** Records **

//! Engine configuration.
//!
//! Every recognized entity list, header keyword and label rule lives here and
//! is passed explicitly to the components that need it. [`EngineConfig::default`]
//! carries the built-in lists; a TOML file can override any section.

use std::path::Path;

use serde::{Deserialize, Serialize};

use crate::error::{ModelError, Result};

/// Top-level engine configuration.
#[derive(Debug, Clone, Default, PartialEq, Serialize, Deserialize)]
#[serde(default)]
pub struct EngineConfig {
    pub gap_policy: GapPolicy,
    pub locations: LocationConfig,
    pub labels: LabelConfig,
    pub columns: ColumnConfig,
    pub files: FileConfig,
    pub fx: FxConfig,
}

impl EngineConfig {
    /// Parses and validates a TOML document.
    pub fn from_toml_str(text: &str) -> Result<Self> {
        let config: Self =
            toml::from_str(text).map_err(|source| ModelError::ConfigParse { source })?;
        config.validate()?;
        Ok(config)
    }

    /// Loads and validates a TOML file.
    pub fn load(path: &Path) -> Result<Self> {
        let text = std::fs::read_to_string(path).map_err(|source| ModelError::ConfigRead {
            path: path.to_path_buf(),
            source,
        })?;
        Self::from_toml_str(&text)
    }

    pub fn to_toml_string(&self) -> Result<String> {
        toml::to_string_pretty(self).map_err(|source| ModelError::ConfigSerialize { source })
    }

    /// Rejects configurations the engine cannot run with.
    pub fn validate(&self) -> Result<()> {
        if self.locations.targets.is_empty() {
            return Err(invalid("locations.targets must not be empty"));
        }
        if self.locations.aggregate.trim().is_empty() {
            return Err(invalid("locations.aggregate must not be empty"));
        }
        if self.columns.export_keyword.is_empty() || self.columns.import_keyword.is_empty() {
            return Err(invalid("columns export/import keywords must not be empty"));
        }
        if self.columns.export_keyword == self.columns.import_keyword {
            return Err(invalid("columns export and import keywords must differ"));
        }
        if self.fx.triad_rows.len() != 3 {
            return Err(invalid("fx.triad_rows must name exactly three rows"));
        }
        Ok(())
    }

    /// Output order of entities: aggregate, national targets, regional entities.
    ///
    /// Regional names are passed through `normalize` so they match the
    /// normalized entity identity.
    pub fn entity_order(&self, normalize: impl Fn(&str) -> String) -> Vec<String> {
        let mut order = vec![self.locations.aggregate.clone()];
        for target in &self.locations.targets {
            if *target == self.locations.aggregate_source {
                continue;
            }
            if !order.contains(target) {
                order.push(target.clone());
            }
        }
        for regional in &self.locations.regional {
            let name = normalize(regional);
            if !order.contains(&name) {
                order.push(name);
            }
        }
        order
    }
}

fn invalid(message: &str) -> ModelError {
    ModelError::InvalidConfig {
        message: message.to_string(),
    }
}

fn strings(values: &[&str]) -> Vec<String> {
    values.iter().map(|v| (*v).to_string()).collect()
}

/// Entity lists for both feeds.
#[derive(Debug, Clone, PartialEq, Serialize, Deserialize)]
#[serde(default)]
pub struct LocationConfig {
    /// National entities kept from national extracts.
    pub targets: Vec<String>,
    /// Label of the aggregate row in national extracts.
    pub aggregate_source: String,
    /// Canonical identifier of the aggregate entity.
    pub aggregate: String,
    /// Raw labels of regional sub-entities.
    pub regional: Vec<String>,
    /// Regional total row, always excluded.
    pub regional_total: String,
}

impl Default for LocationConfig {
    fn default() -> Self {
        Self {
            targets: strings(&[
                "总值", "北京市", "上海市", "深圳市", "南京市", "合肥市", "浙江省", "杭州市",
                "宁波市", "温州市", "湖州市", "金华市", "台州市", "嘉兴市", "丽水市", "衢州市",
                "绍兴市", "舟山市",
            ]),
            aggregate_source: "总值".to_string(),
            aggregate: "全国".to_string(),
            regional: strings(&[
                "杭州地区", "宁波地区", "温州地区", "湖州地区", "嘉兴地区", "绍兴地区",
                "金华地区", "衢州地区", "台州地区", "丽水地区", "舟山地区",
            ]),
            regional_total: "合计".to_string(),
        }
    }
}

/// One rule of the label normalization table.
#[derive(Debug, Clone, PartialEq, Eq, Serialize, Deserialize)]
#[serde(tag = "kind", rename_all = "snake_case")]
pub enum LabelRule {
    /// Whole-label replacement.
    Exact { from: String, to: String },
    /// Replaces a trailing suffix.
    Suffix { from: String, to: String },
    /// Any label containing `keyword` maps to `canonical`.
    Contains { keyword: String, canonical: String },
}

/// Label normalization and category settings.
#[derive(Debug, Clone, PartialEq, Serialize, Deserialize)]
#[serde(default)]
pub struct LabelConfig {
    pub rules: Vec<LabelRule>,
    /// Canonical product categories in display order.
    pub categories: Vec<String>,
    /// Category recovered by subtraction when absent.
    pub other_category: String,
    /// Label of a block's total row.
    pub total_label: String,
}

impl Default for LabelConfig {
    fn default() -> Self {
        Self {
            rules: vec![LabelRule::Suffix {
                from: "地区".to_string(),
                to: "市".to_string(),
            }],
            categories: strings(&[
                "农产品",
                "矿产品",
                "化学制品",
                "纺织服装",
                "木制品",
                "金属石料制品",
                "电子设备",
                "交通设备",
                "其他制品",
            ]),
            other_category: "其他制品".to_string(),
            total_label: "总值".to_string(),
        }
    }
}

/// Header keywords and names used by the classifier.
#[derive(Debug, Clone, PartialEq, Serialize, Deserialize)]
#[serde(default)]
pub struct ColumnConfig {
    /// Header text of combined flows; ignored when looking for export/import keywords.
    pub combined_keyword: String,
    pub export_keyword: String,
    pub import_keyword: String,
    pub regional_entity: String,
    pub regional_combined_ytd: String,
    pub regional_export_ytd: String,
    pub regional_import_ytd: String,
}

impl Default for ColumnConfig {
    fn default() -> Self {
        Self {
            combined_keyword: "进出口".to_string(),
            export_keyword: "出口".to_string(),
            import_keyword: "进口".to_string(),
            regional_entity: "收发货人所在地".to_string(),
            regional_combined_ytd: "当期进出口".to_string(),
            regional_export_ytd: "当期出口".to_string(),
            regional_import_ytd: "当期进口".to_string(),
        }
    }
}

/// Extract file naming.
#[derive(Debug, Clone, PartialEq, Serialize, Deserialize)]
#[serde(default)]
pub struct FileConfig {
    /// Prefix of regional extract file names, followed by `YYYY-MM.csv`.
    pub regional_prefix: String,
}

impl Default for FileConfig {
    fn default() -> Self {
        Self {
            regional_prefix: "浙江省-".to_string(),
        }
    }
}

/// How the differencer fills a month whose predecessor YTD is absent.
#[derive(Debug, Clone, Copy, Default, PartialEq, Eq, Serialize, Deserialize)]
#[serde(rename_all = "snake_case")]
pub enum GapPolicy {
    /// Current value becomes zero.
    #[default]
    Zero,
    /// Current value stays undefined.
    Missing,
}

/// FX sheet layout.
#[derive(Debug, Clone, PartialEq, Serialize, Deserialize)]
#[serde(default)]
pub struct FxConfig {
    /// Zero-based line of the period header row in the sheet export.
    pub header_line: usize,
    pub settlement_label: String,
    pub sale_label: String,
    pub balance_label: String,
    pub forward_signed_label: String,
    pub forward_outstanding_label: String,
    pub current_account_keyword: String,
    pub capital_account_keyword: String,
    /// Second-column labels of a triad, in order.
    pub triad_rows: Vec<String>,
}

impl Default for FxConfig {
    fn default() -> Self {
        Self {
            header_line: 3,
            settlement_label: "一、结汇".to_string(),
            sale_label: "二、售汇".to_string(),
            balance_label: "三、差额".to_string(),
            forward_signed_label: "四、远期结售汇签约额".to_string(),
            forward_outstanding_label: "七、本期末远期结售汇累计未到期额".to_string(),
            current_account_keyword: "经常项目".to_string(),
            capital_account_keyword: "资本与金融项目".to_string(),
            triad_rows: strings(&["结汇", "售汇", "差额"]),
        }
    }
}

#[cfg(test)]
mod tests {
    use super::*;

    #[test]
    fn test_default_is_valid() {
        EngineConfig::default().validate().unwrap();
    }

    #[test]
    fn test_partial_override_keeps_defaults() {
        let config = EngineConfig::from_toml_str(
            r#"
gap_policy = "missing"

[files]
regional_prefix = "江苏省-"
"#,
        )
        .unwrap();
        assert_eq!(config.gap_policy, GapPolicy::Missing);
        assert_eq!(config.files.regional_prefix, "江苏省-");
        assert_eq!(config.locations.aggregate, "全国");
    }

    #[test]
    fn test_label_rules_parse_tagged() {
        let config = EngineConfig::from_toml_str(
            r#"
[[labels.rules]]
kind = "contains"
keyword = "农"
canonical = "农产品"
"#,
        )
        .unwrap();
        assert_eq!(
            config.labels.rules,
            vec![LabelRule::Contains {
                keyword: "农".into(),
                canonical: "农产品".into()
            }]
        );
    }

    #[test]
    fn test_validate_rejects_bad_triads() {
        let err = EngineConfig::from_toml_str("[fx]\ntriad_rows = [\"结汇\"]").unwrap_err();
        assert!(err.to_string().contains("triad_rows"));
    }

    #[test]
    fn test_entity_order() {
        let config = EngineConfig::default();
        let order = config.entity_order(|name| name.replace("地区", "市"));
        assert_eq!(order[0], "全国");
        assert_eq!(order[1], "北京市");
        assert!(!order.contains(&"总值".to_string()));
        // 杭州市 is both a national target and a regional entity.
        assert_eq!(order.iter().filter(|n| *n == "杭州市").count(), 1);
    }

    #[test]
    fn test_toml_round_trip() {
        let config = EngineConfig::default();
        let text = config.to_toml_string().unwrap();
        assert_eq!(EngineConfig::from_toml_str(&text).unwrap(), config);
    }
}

** Your objective **
In the data above, count the lines where the word "EngineConfig" appears; reply with the number only.

** Expected answer **
10